We both blasted out onto the carport to find frozen Schwan's pizzas all over the ground and as soon as we hit the concrete cats started flying out of the freezer like they were being catapulted. (Get it, CATapulted? Ha! I slay me.) Out flew the gigantic tom cat, Michelle Duggar (Yes, we have a cat named Michelle Duggar. She's quite...uhm....fertile), that fuzzy black and white thing and the hateful black one with one white whisker - all of them feasting upon the icy delights beheld in my freezer. I, of course, started cussing. And hollering. And shrieking. And between my wailing I heard my oldest say to my male offspring, "OHHHHH you better get ready because you are about to get BEAT!" I also vaguely remember him saying, "BUT I SHUT IT! I SWEAR!" All that was background to the blood pounding in my ears. I do remember kicking the dog who thought us being there was some kind of permission to continue on what he had been doing, which was gnawing on a frozen package of hamburger. Seriously, dog has some crazy strong teeth to have gotten through half a pound of frozen hamburger.

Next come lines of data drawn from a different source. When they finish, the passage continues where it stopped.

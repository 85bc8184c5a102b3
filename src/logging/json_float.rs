//! `f64` fields that keep NaN and infinities across a JSON round trip.
//!
//! Finite values are plain JSON numbers. Non-finite ones are written as the
//! strings `"NaN"`, `"Infinity"` and `"-Infinity"`.

use std::{collections::BTreeMap, fmt};

use serde::{
    de::{self, Visitor},
    Deserialize, Deserializer, Serialize, Serializer,
};

const NAN: &str = "NaN";
const INFINITY: &str = "Infinity";
const NEG_INFINITY: &str = "-Infinity";

/// A float as stored in a log file.
#[derive(Debug, Clone, Copy)]
pub(crate) struct JsonF64(pub f64);

impl Serialize for JsonF64 {
    fn serialize<S: Serializer>(&self, serializer: S) -> Result<S::Ok, S::Error> {
        let v = self.0;
        if v.is_nan() {
            serializer.serialize_str(NAN)
        } else if v == f64::INFINITY {
            serializer.serialize_str(INFINITY)
        } else if v == f64::NEG_INFINITY {
            serializer.serialize_str(NEG_INFINITY)
        } else {
            serializer.serialize_f64(v)
        }
    }
}

impl<'de> Deserialize<'de> for JsonF64 {
    fn deserialize<D: Deserializer<'de>>(deserializer: D) -> Result<Self, D::Error> {
        deserializer.deserialize_any(JsonF64Visitor)
    }
}

struct JsonF64Visitor;

impl<'de> Visitor<'de> for JsonF64Visitor {
    type Value = JsonF64;

    fn expecting(&self, f: &mut fmt::Formatter<'_>) -> fmt::Result {
        write!(f, "a number, \"{NAN}\", \"{INFINITY}\" or \"{NEG_INFINITY}\"")
    }

    fn visit_f64<E: de::Error>(self, v: f64) -> Result<Self::Value, E> {
        Ok(JsonF64(v))
    }

    fn visit_i64<E: de::Error>(self, v: i64) -> Result<Self::Value, E> {
        Ok(JsonF64(v as f64))
    }

    fn visit_u64<E: de::Error>(self, v: u64) -> Result<Self::Value, E> {
        Ok(JsonF64(v as f64))
    }

    fn visit_str<E: de::Error>(self, v: &str) -> Result<Self::Value, E> {
        match v {
            NAN => Ok(JsonF64(f64::NAN)),
            INFINITY => Ok(JsonF64(f64::INFINITY)),
            NEG_INFINITY => Ok(JsonF64(f64::NEG_INFINITY)),
            other => Err(E::invalid_value(de::Unexpected::Str(other), &self)),
        }
    }
}

/// For `#[serde(with = "json_float")]` on `f64` fields.
pub(crate) fn serialize<S: Serializer>(value: &f64, serializer: S) -> Result<S::Ok, S::Error> {
    JsonF64(*value).serialize(serializer)
}

pub(crate) fn deserialize<'de, D: Deserializer<'de>>(deserializer: D) -> Result<f64, D::Error> {
    JsonF64::deserialize(deserializer).map(|v| v.0)
}

/// For `#[serde(with = "json_float::map")]` on `BTreeMap<String, f64>` fields.
pub(crate) mod map {
    use super::*;

    pub(crate) fn serialize<S: Serializer>(
        values: &BTreeMap<String, f64>,
        serializer: S,
    ) -> Result<S::Ok, S::Error> {
        serializer.collect_map(values.iter().map(|(k, v)| (k, JsonF64(*v))))
    }

    pub(crate) fn deserialize<'de, D: Deserializer<'de>>(
        deserializer: D,
    ) -> Result<BTreeMap<String, f64>, D::Error> {
        let values = BTreeMap::<String, JsonF64>::deserialize(deserializer)?;
        Ok(values.into_iter().map(|(k, v)| (k, v.0)).collect())
    }
}

#[cfg(test)]
mod tests {
    use super::*;

    #[test]
    fn non_finite_values_are_strings() {
        let encoded = serde_json::to_string(&[
            JsonF64(1.5),
            JsonF64(f64::NAN),
            JsonF64(f64::INFINITY),
            JsonF64(f64::NEG_INFINITY),
        ])
        .unwrap();
        assert_eq!(encoded, r#"[1.5,"NaN","Infinity","-Infinity"]"#);
    }

    #[test]
    fn decodes_numbers_and_markers() {
        let decoded: Vec<JsonF64> =
            serde_json::from_str(r#"[2, -3, 0.25, "NaN", "Infinity", "-Infinity"]"#).unwrap();
        let values: Vec<f64> = decoded.iter().map(|v| v.0).collect();

        assert_eq!(values[..3], [2.0, -3.0, 0.25]);
        assert!(values[3].is_nan());
        assert_eq!(values[4], f64::INFINITY);
        assert_eq!(values[5], f64::NEG_INFINITY);
    }

    #[test]
    fn rejects_other_strings() {
        assert!(serde_json::from_str::<JsonF64>(r#""inf""#).is_err());
    }
}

Courtney was laughing and I knew I should've been, too, but at the time all I could think was why on earth do we have SO MANY CATS? When I finally calmed down enough to see straight and quit verbally threatening my son's behind and the life of every feline on our property I started taking stock of the damage. Half a package of hamburger, gone. One frozen chicken, gnawed on and scratched. I tossed both of those out into the yard. I looked up at the cookie sheet of peanut butter balls and said, "Courtney, I think your peanut butter balls are okay! They look okay!" She, however, was not convinced. She shook her head and said, "Ohhhh, I don't know....that fuzzy cat was right there when got out here....I'm not sure...." I reassured her they were fine, so she pulled the cookie sheet off the shelf. I was still checking out the three rolls of frozen Blue & Gold sausage to make sure there were no teeth marks on any of them when I heard her bust out laughing.
I looked up to find her holding the cookie sheet in my face. She said, "Uhm.....the balls are NOT fine. LOOK!" Sure enough, there were three balls gone and nothing left in their place except for frozen smears with cat-tongue prints in them. At that point, I allowed myself to laugh.
After I secured the freezer and double-checked the door, we went back in the kitchen and it occured to me that I had just been Bumpused. No, it wasn't the Christmas turkey on my dining room table that was obliterated by the neighbor's hounds, but instead my cousin's balls in my freezer by my own cats.
See, don't you feel cooler and more refreshed already?